The BMC bike above puts the grips at about the same height as the hoods on a race bike, so that's a start, but £1200...
Any one else already done the research addressing this specific issue?
Convert one of your race bikes instead to flat bars and (for example) 2x10 speed Tiagra trigger shifters. Easy.
My regular ride is a straight bar 'cross bike, a Condor Terra X with carbon forks & a mix of road & MTB bits on it. It works a treat for my preferred riding, country lanes & bridleways, quick on tarmac, agile on gravel, capable even on rocks & roots. I've done a fair few 100+ km road rides on it too, at a good pace & in great comfort.
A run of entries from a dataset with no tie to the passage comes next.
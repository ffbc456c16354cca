mod edit;
mod navigate;
mod task_input;

use crossterm::event::{KeyCode, KeyEvent, KeyModifiers};

use super::app::{App, Mode};

use edit::handle_edit;
use navigate::handle_navigate;
use task_input::handle_task_input;

/// Handle a key event in the current mode
pub fn handle_key(app: &mut App, key: KeyEvent) {
    // Ignore bare modifier key presses (Shift, Ctrl, Alt, etc.)
    if matches!(key.code, KeyCode::Modifier(_)) {
        return;
    }

    // Ctrl+C quits from any mode
    if key.modifiers.contains(KeyModifiers::CONTROL) && key.code == KeyCode::Char('c') {
        app.should_quit = true;
        return;
    }

    match app.mode {
        Mode::Navigate => handle_navigate(app, key),
        Mode::Input => handle_task_input(app, key),
        Mode::Edit => handle_edit(app, key),
    }
}


#[cfg(test)]
mod tests {
    use super::test_keys::*;
    use super::*;
    use crate::model::Config;

    #[test]
    fn ctrl_c_quits_from_edit_mode() {
        let mut app = App::new(&Config::default());
        press(&mut app, KeyCode::Char('e'));
        assert_eq!(app.mode, Mode::Edit);
        handle_key(
            &mut app,
            KeyEvent::new(KeyCode::Char('c'), KeyModifiers::CONTROL),
        );
        assert!(app.should_quit);
    }
}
I needed an upright riding position (bad back & neck) so I got a smaller-than-normal size & fitted a lot of spacers below the stem but I'm pretty sure a bigger-than-normal size with a slammed stem would give you the kind of stetched out position you want. (But start off cutting the steerer conservatively with loads of spacers above the stem first, & experiment with different riding positions.)
Bear in mind that you'll need MTB gears & brakes to work with straight bar shifters & levers (though SRAM are now making MTB-style trigger shifters to match their road 1x11 groups, specifically for straight bar road bikes).
You'll probably need to experiment with the stem; IME if it's too long the handling feels weird, like trying to steer a supermarket trolley, while very short makes the bike twitchy & the position too upright.
That's the trouble with converting bikes originally intended for drop bars - the shorter top tube means you need a massive stem to get the grips in the right place. And even though that puts your hands where they were on the drops, it still feels odd. Maybe because of hand orientation on the flat bars.
I did exactly this conversion to my wife's Cannondale Synapse (she never got on with drops), and it has always felt odd to me, though she likes it. She has a 130mm stem on a 48cm bike.